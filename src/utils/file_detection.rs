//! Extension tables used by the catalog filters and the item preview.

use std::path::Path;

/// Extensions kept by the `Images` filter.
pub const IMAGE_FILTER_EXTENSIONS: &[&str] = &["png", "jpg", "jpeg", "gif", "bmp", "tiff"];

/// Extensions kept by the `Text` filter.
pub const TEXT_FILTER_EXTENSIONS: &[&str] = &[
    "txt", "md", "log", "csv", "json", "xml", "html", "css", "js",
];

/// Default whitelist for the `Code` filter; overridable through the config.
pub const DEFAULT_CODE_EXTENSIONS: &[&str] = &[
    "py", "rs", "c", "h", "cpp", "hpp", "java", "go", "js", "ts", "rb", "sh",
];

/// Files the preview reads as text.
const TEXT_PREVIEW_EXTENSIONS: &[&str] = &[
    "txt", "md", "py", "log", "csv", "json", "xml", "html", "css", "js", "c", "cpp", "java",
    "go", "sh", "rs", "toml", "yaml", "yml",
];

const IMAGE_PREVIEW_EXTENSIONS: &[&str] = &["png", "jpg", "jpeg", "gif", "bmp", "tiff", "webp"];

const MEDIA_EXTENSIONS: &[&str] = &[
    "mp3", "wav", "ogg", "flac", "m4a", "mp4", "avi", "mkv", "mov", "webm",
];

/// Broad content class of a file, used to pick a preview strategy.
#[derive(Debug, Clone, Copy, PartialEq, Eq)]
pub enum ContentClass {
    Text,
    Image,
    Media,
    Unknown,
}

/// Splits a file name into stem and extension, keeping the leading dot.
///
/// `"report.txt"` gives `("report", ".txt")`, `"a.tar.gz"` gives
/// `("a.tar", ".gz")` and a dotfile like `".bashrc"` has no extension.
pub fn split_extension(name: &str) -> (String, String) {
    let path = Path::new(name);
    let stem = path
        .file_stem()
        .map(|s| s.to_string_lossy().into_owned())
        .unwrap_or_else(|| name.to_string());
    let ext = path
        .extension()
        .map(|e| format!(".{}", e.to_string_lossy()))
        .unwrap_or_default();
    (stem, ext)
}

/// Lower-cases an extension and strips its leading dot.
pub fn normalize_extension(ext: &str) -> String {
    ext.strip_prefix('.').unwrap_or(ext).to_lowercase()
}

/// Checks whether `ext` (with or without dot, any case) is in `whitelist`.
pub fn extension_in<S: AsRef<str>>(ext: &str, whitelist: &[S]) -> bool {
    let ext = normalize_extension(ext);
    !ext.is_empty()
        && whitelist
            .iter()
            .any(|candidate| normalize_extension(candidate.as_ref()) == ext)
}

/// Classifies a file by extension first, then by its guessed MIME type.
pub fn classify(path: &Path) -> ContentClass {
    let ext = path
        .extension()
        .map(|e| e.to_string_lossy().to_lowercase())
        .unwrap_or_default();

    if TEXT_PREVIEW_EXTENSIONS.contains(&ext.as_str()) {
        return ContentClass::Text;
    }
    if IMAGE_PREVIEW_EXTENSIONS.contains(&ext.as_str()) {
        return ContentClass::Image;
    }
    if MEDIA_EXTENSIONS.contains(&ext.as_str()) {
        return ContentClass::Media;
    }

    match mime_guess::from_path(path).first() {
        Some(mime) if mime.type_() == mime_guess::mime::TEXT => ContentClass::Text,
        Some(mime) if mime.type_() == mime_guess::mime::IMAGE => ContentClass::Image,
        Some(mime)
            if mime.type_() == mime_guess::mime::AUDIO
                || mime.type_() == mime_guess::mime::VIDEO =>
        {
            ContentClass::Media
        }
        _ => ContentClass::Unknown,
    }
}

****************************************

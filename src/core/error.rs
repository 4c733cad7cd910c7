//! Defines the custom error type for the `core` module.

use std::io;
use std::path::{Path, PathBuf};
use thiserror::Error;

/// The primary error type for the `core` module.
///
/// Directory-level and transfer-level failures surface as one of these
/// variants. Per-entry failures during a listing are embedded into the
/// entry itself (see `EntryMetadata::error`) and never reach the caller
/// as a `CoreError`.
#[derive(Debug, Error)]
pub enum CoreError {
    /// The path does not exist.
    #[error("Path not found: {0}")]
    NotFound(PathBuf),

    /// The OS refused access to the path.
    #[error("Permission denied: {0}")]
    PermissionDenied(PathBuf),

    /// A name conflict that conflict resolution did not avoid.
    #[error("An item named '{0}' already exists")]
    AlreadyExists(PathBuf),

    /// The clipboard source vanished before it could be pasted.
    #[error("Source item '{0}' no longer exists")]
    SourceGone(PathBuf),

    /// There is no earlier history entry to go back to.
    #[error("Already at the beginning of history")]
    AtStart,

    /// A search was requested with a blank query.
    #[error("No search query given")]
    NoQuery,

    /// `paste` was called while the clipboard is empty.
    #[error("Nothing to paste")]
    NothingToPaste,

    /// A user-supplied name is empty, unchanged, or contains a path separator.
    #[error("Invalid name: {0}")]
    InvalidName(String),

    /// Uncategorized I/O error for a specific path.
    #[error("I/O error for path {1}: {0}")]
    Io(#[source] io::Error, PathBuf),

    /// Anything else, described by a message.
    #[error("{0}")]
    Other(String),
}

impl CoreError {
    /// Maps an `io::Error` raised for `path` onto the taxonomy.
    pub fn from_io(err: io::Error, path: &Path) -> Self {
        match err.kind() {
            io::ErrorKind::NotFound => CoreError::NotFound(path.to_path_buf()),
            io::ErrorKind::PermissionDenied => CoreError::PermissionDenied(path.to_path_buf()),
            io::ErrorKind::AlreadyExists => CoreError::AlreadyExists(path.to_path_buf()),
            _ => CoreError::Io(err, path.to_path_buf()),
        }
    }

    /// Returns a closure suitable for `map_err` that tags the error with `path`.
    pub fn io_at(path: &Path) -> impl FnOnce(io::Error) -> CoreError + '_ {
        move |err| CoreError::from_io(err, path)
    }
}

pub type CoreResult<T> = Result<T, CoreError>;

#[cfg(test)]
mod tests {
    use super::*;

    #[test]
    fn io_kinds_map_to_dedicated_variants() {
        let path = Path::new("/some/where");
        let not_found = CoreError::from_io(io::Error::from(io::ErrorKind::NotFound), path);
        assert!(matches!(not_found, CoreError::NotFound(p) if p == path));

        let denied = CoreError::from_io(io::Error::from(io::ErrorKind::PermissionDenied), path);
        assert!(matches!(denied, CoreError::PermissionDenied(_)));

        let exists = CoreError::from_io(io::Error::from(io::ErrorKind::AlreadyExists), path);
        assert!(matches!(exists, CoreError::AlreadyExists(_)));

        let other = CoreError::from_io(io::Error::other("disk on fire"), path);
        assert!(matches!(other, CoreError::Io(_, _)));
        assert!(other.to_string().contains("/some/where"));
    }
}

****************************************

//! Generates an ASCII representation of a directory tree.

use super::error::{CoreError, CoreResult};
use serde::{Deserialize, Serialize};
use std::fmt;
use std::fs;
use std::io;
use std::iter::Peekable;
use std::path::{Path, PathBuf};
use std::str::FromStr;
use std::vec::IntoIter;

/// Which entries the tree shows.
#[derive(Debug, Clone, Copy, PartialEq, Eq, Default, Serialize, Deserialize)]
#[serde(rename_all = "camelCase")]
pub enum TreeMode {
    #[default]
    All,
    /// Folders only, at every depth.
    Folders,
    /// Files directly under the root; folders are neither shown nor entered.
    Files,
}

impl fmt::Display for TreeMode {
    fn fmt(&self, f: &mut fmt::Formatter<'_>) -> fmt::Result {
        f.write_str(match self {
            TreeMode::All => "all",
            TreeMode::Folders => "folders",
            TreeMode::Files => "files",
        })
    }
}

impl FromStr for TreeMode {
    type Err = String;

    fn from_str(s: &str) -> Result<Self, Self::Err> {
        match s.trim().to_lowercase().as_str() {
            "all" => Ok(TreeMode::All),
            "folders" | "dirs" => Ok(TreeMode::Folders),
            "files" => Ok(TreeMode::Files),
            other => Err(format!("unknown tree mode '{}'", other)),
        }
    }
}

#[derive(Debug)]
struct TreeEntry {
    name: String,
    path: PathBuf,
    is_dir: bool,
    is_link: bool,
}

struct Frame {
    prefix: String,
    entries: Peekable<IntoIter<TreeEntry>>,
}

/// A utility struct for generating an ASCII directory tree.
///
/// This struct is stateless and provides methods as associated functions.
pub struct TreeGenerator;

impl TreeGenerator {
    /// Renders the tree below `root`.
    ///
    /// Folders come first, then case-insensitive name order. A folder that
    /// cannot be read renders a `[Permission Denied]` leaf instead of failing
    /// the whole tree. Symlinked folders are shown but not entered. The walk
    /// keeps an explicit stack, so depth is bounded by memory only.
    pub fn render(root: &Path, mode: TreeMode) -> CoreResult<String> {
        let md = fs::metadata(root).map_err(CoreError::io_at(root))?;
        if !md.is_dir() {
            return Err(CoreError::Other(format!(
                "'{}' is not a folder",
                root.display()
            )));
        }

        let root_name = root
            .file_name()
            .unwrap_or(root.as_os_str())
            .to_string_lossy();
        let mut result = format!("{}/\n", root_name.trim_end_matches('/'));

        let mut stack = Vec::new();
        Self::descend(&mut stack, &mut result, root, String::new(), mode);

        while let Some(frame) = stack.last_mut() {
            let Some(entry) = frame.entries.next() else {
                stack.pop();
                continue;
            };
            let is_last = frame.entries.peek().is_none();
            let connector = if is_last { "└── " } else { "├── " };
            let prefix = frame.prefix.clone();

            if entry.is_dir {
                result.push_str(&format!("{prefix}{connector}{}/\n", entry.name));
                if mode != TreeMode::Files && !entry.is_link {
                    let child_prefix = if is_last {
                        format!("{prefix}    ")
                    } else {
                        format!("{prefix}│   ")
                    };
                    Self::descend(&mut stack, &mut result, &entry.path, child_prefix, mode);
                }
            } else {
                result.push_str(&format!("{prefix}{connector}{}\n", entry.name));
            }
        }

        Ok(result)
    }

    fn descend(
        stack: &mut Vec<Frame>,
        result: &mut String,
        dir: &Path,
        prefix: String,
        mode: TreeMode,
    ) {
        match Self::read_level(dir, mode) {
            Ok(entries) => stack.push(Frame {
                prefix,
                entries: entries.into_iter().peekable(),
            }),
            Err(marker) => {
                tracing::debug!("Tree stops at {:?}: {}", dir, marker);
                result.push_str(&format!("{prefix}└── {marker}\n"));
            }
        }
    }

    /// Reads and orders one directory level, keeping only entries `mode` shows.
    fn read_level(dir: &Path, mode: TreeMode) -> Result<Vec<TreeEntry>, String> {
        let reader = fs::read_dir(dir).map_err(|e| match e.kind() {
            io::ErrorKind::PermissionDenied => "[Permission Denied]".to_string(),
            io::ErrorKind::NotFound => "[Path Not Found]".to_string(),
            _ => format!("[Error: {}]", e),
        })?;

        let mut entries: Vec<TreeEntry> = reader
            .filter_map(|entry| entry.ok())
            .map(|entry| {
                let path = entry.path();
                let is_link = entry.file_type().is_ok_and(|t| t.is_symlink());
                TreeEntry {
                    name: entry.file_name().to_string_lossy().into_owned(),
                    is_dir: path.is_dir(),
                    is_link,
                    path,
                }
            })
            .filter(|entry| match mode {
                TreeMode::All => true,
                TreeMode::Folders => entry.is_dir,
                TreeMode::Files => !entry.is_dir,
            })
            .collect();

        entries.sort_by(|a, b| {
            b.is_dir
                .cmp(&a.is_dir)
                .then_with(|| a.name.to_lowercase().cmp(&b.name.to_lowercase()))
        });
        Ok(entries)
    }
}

****************************************

Work to be completed >> Go through the entries and return each line where the word "module" occurs.

Task result >>
//! Defines the custom error type for the `core` module.
/// The primary error type for the `core` module.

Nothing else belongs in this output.